Improved in-vitro biocompatibility of LZ91 Mg–Li alloy by formation of nanostructured Ti coating through surface mechanical nano-alloying treatment

Jian Sun, Xiangcun Zhu, Zhuo Chen, Yi Li and Yonghong Zhang


Surface mechanical nano-alloying treatment (SMNAT) was employed to fabricate a nanostructured Ti coating on LZ91 Mg–Li alloy. Microstructure, surface hardness and in-vitro biocompatibility of the Ti-coated sample were investigated in comparison with those of an untreated sample. Experimental results showed that a nanostructured Ti coating with a thickness of 35 to 60 μm was formed after SMNAT for 2 h. The average grain size in the top surface of the Ti coating was about 30 nm. The surface of the Ti coating is rougher than that of the untreated LZ91 sample, in which the values of Ra, Rq and Rz were 7.83, 9.57 and 14.85 μm, respectively.
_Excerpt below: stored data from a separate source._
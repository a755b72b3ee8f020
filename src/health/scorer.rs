use crate::nutrition::NutritionRecord;
use crate::profile::{Condition, Profile};

pub const MIN_SCORE: u8 = 10;
pub const MAX_SCORE: u8 = 100;

const BLOOD_PRESSURE_SODIUM_MG: f32 = 600.0;
const BLOOD_PRESSURE_PENALTY: i32 = 30;
const DIABETES_SUGAR_G: f32 = 25.0;
const DIABETES_PENALTY: i32 = 25;
/// Share of the daily calorie target one meal may use before it is penalised.
pub const MEAL_CALORIE_SHARE: f32 = 0.4;
const CALORIE_PENALTY: i32 = 20;

/// Scores how well a food fits the profile.
///
/// Starts from 100 and subtracts a fixed penalty for each threshold crossed:
/// sodium above 600 mg with high blood pressure, sugar above 25 g with type 2
/// diabetes, and calories above 40% of the daily target. The thresholds are
/// hard cutoffs. The result is clamped to `[10, 100]`.
pub fn health_score(nutrition: &NutritionRecord, profile: &Profile) -> u8 {
    let mut score = i32::from(MAX_SCORE);

    if profile.has(Condition::HighBloodPressure) && nutrition.sodium > BLOOD_PRESSURE_SODIUM_MG {
        score -= BLOOD_PRESSURE_PENALTY;
    }
    if profile.has(Condition::Type2Diabetes) && nutrition.sugar > DIABETES_SUGAR_G {
        score -= DIABETES_PENALTY;
    }
    if exceeds_meal_calories(nutrition, profile) {
        score -= CALORIE_PENALTY;
    }

    score.clamp(i32::from(MIN_SCORE), i32::from(MAX_SCORE)) as u8
}

pub fn exceeds_meal_calories(nutrition: &NutritionRecord, profile: &Profile) -> bool {
    nutrition.calories > profile.target_calories * MEAL_CALORIE_SHARE
}

#[derive(Debug, Clone, Copy, PartialEq, Eq)]
pub enum ScoreBand {
    Healthy,
    ModerateRisk,
    HighRisk,
}

impl ScoreBand {
    pub fn of(score: u8) -> Self {
        match score {
            70.. => ScoreBand::Healthy,
            40..=69 => ScoreBand::ModerateRisk,
            _ => ScoreBand::HighRisk,
        }
    }

    pub fn label(&self) -> &'static str {
        match self {
            ScoreBand::Healthy => "Healthy Choice",
            ScoreBand::ModerateRisk => "Moderate Risk",
            ScoreBand::HighRisk => "High Risk",
        }
    }
}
The hardness of the Ti coating top surface was about 483 HV. Cell proliferation and differentiation on Ti coated samples were enhanced relative to those on the untreated samples.

Professor Dr. Jian Sun Department of Materials Science and Engineering HeFei University of Technology Hefei Anhui, 230009 P. R. China Tel.: +86 551 62904557 Fax: +86 551 62904557
Professor Dr. Yonghong Zhang The first affiliated Hospital of Anhui Medical University Anhui Medical University Hefei Anhui, 230009 P. R. China Tel.: +86 551 62904557 Fax: +86 551 62904557

Funding statement: This work was financially supported by the National Natural Science Foundation of China (51701057), the Fundamental Research Funds for the Central Universities (JZ2018HGTB0265), the Fund of Anhui Kelante Co., Ltd (W2020JSKF0061), the Industrial Guiding Fund of Changfeng County and Hefei University of Technology (JZ2019QTXM0281), and the Fund of Anhui Wanan Co., Ltd (W2019JSKF0210).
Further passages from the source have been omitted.